//! Pluggable creation/caching policies.
//!
//! # Responsibility
//! - Decide whether a resolution creates a new instance or returns a cached
//!   one, and what releasing an instance means.
//! - Own cached instances (and the dependency burdens created for them) until
//!   disposal.
//!
//! # Invariants
//! - A failed creation is never cached; the next resolve retries.
//! - Factory failures propagate unchanged to the resolving caller.
//! - Only leases with `release_required` are tracked by the release policy.

use crate::error::KernelResult;
use crate::model::descriptor::{ComponentDescriptor, Lifestyle};
use crate::model::instance::Activation;
use crate::registry::events::KernelEvent;
use crate::registry::RegistryLink;
use crate::release::Burden;
use crate::scope::ScopeKey;
use log::debug;
use std::sync::Arc;

mod pooled;
mod scoped;
mod singleton;
mod transient;

pub use pooled::PooledLifestyle;
pub use scoped::ScopedLifestyle;
pub use singleton::SingletonLifestyle;
pub use transient::TransientLifestyle;

/// Freshly built instance together with the dependency burden created for it.
pub struct Creation {
    activation: Activation,
    dependencies: Vec<Burden>,
}

impl Creation {
    pub(crate) fn new(activation: Activation, dependencies: Vec<Burden>) -> Self {
        Self {
            activation,
            dependencies,
        }
    }

    pub fn activation(&self) -> &Activation {
        &self.activation
    }

    /// Destroys the instance, then releases its dependencies newest first.
    pub(crate) fn destroy(
        &self,
        descriptor: &Arc<ComponentDescriptor>,
        events: &mut Vec<KernelEvent>,
    ) {
        destroy_activation(descriptor, &self.activation, events);
        for dependency in self.dependencies.iter().rev() {
            dependency.release(events);
        }
    }
}

/// Result of one lifestyle resolution.
#[derive(Debug)]
pub struct Lease {
    activation: Activation,
    dependencies: Vec<Burden>,
    release_required: bool,
}

impl Lease {
    /// Caller owns the instance and its dependency burden.
    pub(crate) fn owned(creation: Creation) -> Self {
        Self {
            activation: creation.activation,
            dependencies: creation.dependencies,
            release_required: true,
        }
    }

    /// Lifestyle keeps ownership; release is a no-op for callers.
    pub(crate) fn shared(activation: Activation) -> Self {
        Self {
            activation,
            dependencies: Vec::new(),
            release_required: false,
        }
    }

    /// Lifestyle keeps ownership but expects the instance back.
    pub(crate) fn borrowed(activation: Activation) -> Self {
        Self {
            activation,
            dependencies: Vec::new(),
            release_required: true,
        }
    }

    pub fn activation(&self) -> &Activation {
        &self.activation
    }

    pub fn release_required(&self) -> bool {
        self.release_required
    }

    pub(crate) fn into_parts(self) -> (Activation, Vec<Burden>, bool) {
        (self.activation, self.dependencies, self.release_required)
    }
}

/// Creation/caching policy attached to one handler.
pub trait LifestyleManager: Send + Sync {
    /// Returns a cached instance or runs `create` to build one.
    fn resolve(&self, create: &mut dyn FnMut() -> KernelResult<Creation>) -> KernelResult<Lease>;

    /// Takes back an instance vended with `release_required`.
    ///
    /// Returns whether the lifestyle recognized the instance.
    fn release(&self, activation: &Activation, events: &mut Vec<KernelEvent>) -> bool;

    /// Disposes instances created within `scope`.
    fn end_scope(&self, _scope: ScopeKey, _events: &mut Vec<KernelEvent>) {}

    /// Disposes every instance this lifestyle still owns.
    fn dispose(&self, events: &mut Vec<KernelEvent>);

    /// Number of instances currently owned by the lifestyle.
    fn live_count(&self) -> usize;
}

/// Builds the lifestyle manager declared by `descriptor`.
pub(crate) fn manager_for(
    descriptor: &Arc<ComponentDescriptor>,
    owner: &RegistryLink,
) -> Box<dyn LifestyleManager> {
    match descriptor.lifestyle() {
        Lifestyle::Transient => Box::new(TransientLifestyle::new(descriptor.clone())),
        Lifestyle::Singleton => Box::new(SingletonLifestyle::new(descriptor.clone())),
        Lifestyle::Scoped { scope } => {
            Box::new(ScopedLifestyle::new(descriptor.clone(), scope, owner.clone()))
        }
        Lifestyle::Pooled {
            max_size,
            on_exhausted,
        } => Box::new(PooledLifestyle::new(
            descriptor.clone(),
            max_size,
            on_exhausted,
        )),
    }
}

/// Runs the activator's disposal hook and records the destroyed event.
pub(crate) fn destroy_activation(
    descriptor: &Arc<ComponentDescriptor>,
    activation: &Activation,
    events: &mut Vec<KernelEvent>,
) {
    if !descriptor.activator().owns_instances() {
        debug!(
            "event=instance_destroy module=lifestyle status=skipped key={} reason=external instance={}",
            descriptor.key(),
            activation.id()
        );
        return;
    }
    descriptor.activator().destroy(activation.raw());
    debug!(
        "event=instance_destroy module=lifestyle status=ok key={} lifestyle={} instance={}",
        descriptor.key(),
        descriptor.lifestyle().label(),
        activation.id()
    );
    events.push(KernelEvent::InstanceDestroyed {
        descriptor: descriptor.clone(),
        instance: activation.instance().clone(),
    });
}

* Description of the task
Copy the listing word for word, leaving nothing out.

* Exercise solution
//! Pluggable creation/caching policies.
//!
//! # Responsibility
//! - Decide whether a resolution creates a new instance or returns a cached
//!   one, and what releasing an instance means.
//! - Own cached instances (and the dependency burdens created for them) until
//!   disposal.
//!
//! # Invariants
//! - A failed creation is never cached; the next resolve retries.
//! - Factory failures propagate unchanged to the resolving caller.
//! - Only leases with `release_required` are tracked by the release policy.

use crate::error::KernelResult;
use crate::model::descriptor::{ComponentDescriptor, Lifestyle};
use crate::model::instance::Activation;
use crate::registry::events::KernelEvent;
use crate::registry::RegistryLink;
use crate::release::Burden;
use crate::scope::ScopeKey;
use log::debug;
use std::sync::Arc;

mod pooled;
mod scoped;
mod singleton;
mod transient;

pub use pooled::PooledLifestyle;
pub use scoped::ScopedLifestyle;
pub use singleton::SingletonLifestyle;
pub use transient::TransientLifestyle;

/// Freshly built instance together with the dependency burden created for it.
pub struct Creation {
    activation: Activation,
    dependencies: Vec<Burden>,
}

impl Creation {
    pub(crate) fn new(activation: Activation, dependencies: Vec<Burden>) -> Self {
        Self {
            activation,
            dependencies,
        }
    }

    pub fn activation(&self) -> &Activation {
        &self.activation
    }

    /// Destroys the instance, then releases its dependencies newest first.
    pub(crate) fn destroy(
        &self,
        descriptor: &Arc<ComponentDescriptor>,
        events: &mut Vec<KernelEvent>,
    ) {
        destroy_activation(descriptor, &self.activation, events);
        for dependency in self.dependencies.iter().rev() {
            dependency.release(events);
        }
    }
}

/// Result of one lifestyle resolution.
#[derive(Debug)]
pub struct Lease {
    activation: Activation,
    dependencies: Vec<Burden>,
    release_required: bool,
}

impl Lease {
    /// Caller owns the instance and its dependency burden.
    pub(crate) fn owned(creation: Creation) -> Self {
        Self {
            activation: creation.activation,
            dependencies: creation.dependencies,
            release_required: true,
        }
    }

    /// Lifestyle keeps ownership; release is a no-op for callers.
    pub(crate) fn shared(activation: Activation) -> Self {
        Self {
            activation,
            dependencies: Vec::new(),
            release_required: false,
        }
    }

    /// Lifestyle keeps ownership but expects the instance back.
    pub(crate) fn borrowed(activation: Activation) -> Self {
        Self {
            activation,
            dependencies: Vec::new(),
            release_required: true,
        }
    }

    pub fn activation(&self) -> &Activation {
        &self.activation
    }

    pub fn release_required(&self) -> bool {
        self.release_required
    }

    pub(crate) fn into_parts(self) -> (Activation, Vec<Burden>, bool) {
        (self.activation, self.dependencies, self.release_required)
    }
}

/// Creation/caching policy attached to one handler.
pub trait LifestyleManager: Send + Sync {
    /// Returns a cached instance or runs `create` to build one.
    fn resolve(&self, create: &mut dyn FnMut() -> KernelResult<Creation>) -> KernelResult<Lease>;

    /// Takes back an instance vended with `release_required`.
    ///
    /// Returns whether the lifestyle recognized the instance.
    fn release(&self, activation: &Activation, events: &mut Vec<KernelEvent>) -> bool;

    /// Disposes instances created within `scope`.
    fn end_scope(&self, _scope: ScopeKey, _events: &mut Vec<KernelEvent>) {}

    /// Disposes every instance this lifestyle still owns.
    fn dispose(&self, events: &mut Vec<KernelEvent>);

    /// Number of instances currently owned by the lifestyle.
    fn live_count(&self) -> usize;
}

/// Builds the lifestyle manager declared by `descriptor`.
pub(crate) fn manager_for(
    descriptor: &Arc<ComponentDescriptor>,
    owner: &RegistryLink,
) -> Box<dyn LifestyleManager> {
    match descriptor.lifestyle() {
        Lifestyle::Transient => Box::new(TransientLifestyle::new(descriptor.clone())),
        Lifestyle::Singleton => Box::new(SingletonLifestyle::new(descriptor.clone())),
        Lifestyle::Scoped { scope } => {
            Box::new(ScopedLifestyle::new(descriptor.clone(), scope, owner.clone()))
        }
        Lifestyle::Pooled {
            max_size,
            on_exhausted,
        } => Box::new(PooledLifestyle::new(
            descriptor.clone(),
            max_size,
            on_exhausted,
        )),
    }
}

/// Runs the activator's disposal hook and records the destroyed event.
pub(crate) fn destroy_activation(
    descriptor: &Arc<ComponentDescriptor>,
    activation: &Activation,
    events: &mut Vec<KernelEvent>,
) {
    if !descriptor.activator().owns_instances() {
        debug!(
            "event=instance_destroy module=lifestyle status=skipped key={} reason=external instance={}",
            descriptor.key(),
            activation.id()
        );
        return;
    }
    descriptor.activator().destroy(activation.raw());
    debug!(
        "event=instance_destroy module=lifestyle status=ok key={} lifestyle={} instance={}",
        descriptor.key(),
        descriptor.lifestyle().label(),
        activation.id()
    );
    events.push(KernelEvent::InstanceDestroyed {
        descriptor: descriptor.clone(),
        instance: activation.instance().clone(),
    });
}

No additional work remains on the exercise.